Se le previsioni della vigilia fossero confermate, una simile pronuncia della Consulta avrebbe effetti sia sui processi in corso sia su quelli già definiti, facendo rivivere le pene più lievi (da 2 a 6 anni di carcere) per lo spaccio di droghe leggere, anziché la reclusione da 6 a 20 anni (e la multa da 26mila a 260mila euro) prevista dalla Fini-Giovanardi. Cosa accadrebbe in caso di bocciatura è difficile prevederlo, tenuto conto che le successive valutazioni, caso per caso, spetteranno al giudice di merito. Ma è bene ricordare che i numeri sono elevatissimi: alla fine del 2013, su circa 23mila imputati ben 8mila risultavano ristretti per violazione della legge sugli stupefacenti, mentre su oltre 40mila condannati, circa 15mila erano in carcere per lo stesso tipo di reati.



IL RICORSO

A portare la questione alla Consulta è stata la terza sezione penale della Cassazione, cui aveva fatto ricorso un uomo che, per il trasporto di 3,8 chilogrammi di hashish, era stato condannato, a Trento, a quattro anni di reclusione e 26mila euro di multa, senza dunque poter ottenere la sospensione condizionale della pena. Secondo la Corte di Cassazione, la Fini-Giovanardi mancherebbe del necessario «nesso di interrelazione funzionale tra decreto legge, formato dal governo, e legge di conversione» parlamentare. A ben guardare, l’originario provvedimento d’urgenza varato dall’allora esecutivo Berlusconi riguardava diversi temi: lo svolgimento delle Olimpiadi invernali di Torino, misure per prevenire e combattere la criminalità organizzata, altre per assicurare il diritto di voto degli italiani residenti all’estero e, infine, norme per favorire il recupero dei tossicodipendenti.



L’aumento delle pene e l’equiparazione tabellare tra droghe pesanti e leggere, invece, erano stati introdotti successivamente in aula, con un maxiemendamento ”monstre” che aveva riscritto il testo e su cui il governo aveva posto la fiducia.
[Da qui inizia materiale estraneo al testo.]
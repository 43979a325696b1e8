//! # Cache Trait Hierarchy
//!
//! Every policy in the crate implements the same small set of traits, so code
//! can be written against the contract rather than a concrete policy.
//!
//! ```text
//!                    ┌─────────────────────────────────────┐
//!                    │          CoreCache<K, V>            │
//!                    │  insert(&mut, K, V) → Option<V>     │
//!                    │  get(&mut, &K) → Option<&V>         │
//!                    │  contains / len / capacity / clear  │
//!                    └──────────────────┬──────────────────┘
//!                                       │
//!                                       ▼
//!                    ┌─────────────────────────────────────┐
//!                    │         MutableCache<K, V>          │
//!                    │  remove(&K) → Option<V>             │
//!                    │  remove_batch(&[K])                 │
//!                    └──────────┬───────────────┬──────────┘
//!                               │               │
//!                               ▼               ▼
//!             ┌──────────────────────┐   ┌──────────────────────┐
//!             │  LruCacheTrait<K, V> │   │  LfuCacheTrait<K, V> │
//!             │  pop_lru / peek_lru  │   │  pop_lfu / peek_lfu  │
//!             │  touch               │   │  frequency           │
//!             └──────────────────────┘   └──────────────────────┘
//!
//!   ConcurrentCache<K, V>: Send + Sync, &self methods, values returned by clone
//! ```
//!
//! | Trait             | Implemented by                                        |
//! |-------------------|-------------------------------------------------------|
//! | `CoreCache`       | `ArcCore`, `LruCache`, `LfuCache`, `LruKCache`, `Cache` |
//! | `MutableCache`    | same as above                                         |
//! | `LruCacheTrait`   | `LruCache`                                            |
//! | `LfuCacheTrait`   | `LfuCache`                                            |
//! | `ConcurrentCache` | `ConcurrentArcCache`, `ShardedLruCache`               |
//!
//! ## Thread Safety
//!
//! The single-threaded caches take `&mut self` and are not synchronized.
//! Share them behind a lock, or use one of the [`ConcurrentCache`]
//! implementations, which lock internally.

/// Operations every cache supports.
///
/// ```
/// use evictkit::traits::CoreCache;
/// use evictkit::policy::arc::ArcCore;
///
/// fn warm<C: CoreCache<u64, String>>(cache: &mut C, data: &[(u64, &str)]) {
///     for (key, value) in data {
///         cache.insert(*key, value.to_string());
///     }
/// }
///
/// let mut cache = ArcCore::new(8);
/// warm(&mut cache, &[(1, "one"), (2, "two")]);
/// assert_eq!(cache.len(), 2);
/// ```
pub trait CoreCache<K, V> {
    /// Inserts a key-value pair, returning the previous value if the key was
    /// resident. May evict according to the policy.
    fn insert(&mut self, key: K, value: V) -> Option<V>;

    /// Returns the value for `key`, counting the access.
    ///
    /// Use [`contains`](Self::contains) to test residency without affecting
    /// eviction order.
    fn get(&mut self, key: &K) -> Option<&V>;

    /// Residency test that leaves eviction state untouched.
    fn contains(&self, key: &K) -> bool;

    fn len(&self) -> usize;

    fn is_empty(&self) -> bool {
        self.len() == 0
    }

    fn capacity(&self) -> usize;

    fn clear(&mut self);
}

/// Caches that support removal by key.
pub trait MutableCache<K, V>: CoreCache<K, V> {
    /// Removes `key`, returning its value if it was resident.
    fn remove(&mut self, key: &K) -> Option<V>;

    fn remove_batch(&mut self, keys: &[K]) -> Vec<Option<V>> {
        keys.iter().map(|key| self.remove(key)).collect()
    }
}

/// Recency-ordered caches.
///
/// ```
/// use evictkit::traits::{CoreCache, LruCacheTrait};
/// use evictkit::policy::lru::LruCache;
///
/// let mut cache = LruCache::new(2);
/// cache.insert("a", 1);
/// cache.insert("b", 2);
/// cache.touch(&"a");
/// assert_eq!(cache.peek_lru(), Some((&"b", &2)));
/// ```
pub trait LruCacheTrait<K, V>: MutableCache<K, V> {
    /// Removes and returns the least recently used entry.
    fn pop_lru(&mut self) -> Option<(K, V)>;

    fn peek_lru(&self) -> Option<(&K, &V)>;

    /// Marks `key` as most recently used; `false` if it is not resident.
    fn touch(&mut self, key: &K) -> bool;
}

/// Frequency-ordered caches.
pub trait LfuCacheTrait<K, V>: MutableCache<K, V> {
    /// Removes and returns the entry with the lowest frequency, earliest
    /// arrival first among ties.
    fn pop_lfu(&mut self) -> Option<(K, V)>;

    fn peek_lfu(&self) -> Option<(&K, &V)>;

    fn frequency(&self, key: &K) -> Option<u64>;
}

/// Thread-safe caches shared by reference.
///
/// ```
/// use std::sync::Arc;
/// use std::thread;
///
/// use evictkit::policy::arc::ConcurrentArcCache;
/// use evictkit::traits::ConcurrentCache;
///
/// let cache = Arc::new(ConcurrentArcCache::new(64));
/// let handles: Vec<_> = (0..4u64)
///     .map(|t| {
///         let cache = Arc::clone(&cache);
///         thread::spawn(move || cache.put(t, t * 10))
///     })
///     .collect();
/// for handle in handles {
///     handle.join().unwrap();
/// }
/// assert_eq!(cache.len(), 4);
/// ```
pub trait ConcurrentCache<K, V>: Send + Sync {
    /// Returns a clone of the value for `key`, counting the access.
    fn get(&self, key: &K) -> Option<V>;

    fn put(&self, key: K, value: V);

    /// Removes `key`; `true` if it was resident.
    fn remove(&self, key: &K) -> bool;

    fn contains(&self, key: &K) -> bool;

    fn len(&self) -> usize;

    fn is_empty(&self) -> bool {
        self.len() == 0
    }

    fn capacity(&self) -> usize;

    fn clear(&self);
}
Un abuso, questo, contro il quale il Quirinale ha tuonato di recente e che, dal 2010, è stato oggetto di diverse pronunce di illeggittimità. I giudici costituzionali, che affronteranno la questione in camera di consiglio tra martedì e mercoledì, potrebbero bocciare due articoli (il 4-bis e il 4-vicies ter) della legge Fini-Giovanardi perché adottati eccedendo i limiti del legittimo esercizio del potere legislativo in sede di legge di conversione.



IL GOVERNO LETTA

In udienza, domani, dopo che il giudice Marta Cartabbia avrà riassunto i termi della questione sollevata dalla Cassazione, interverrà anche l’avvocatura generale dello Stato, che si è costituita per conto del governo Letta.
Le memorie scritte non lasciano spazio a dubbi: l’esecutivo ha chiesto alla Consulta di pronunciarsi a favore della legge, rigettando il ricorso della Cassazione (ma anche altri analoghi presentati dal gip di Torino e dalla Corte di Appello di Roma). Motivo: l’intervento governativo del 2006 rispondeva, tra l’altro, «a una esigenza di straordinaria urgenza e necessità nel disciplinare una materia di fondamentale importanza ai fini della tutela della salute individuale e collettiva, nonché ai fini della salvaguardia della sicurezza pubblica».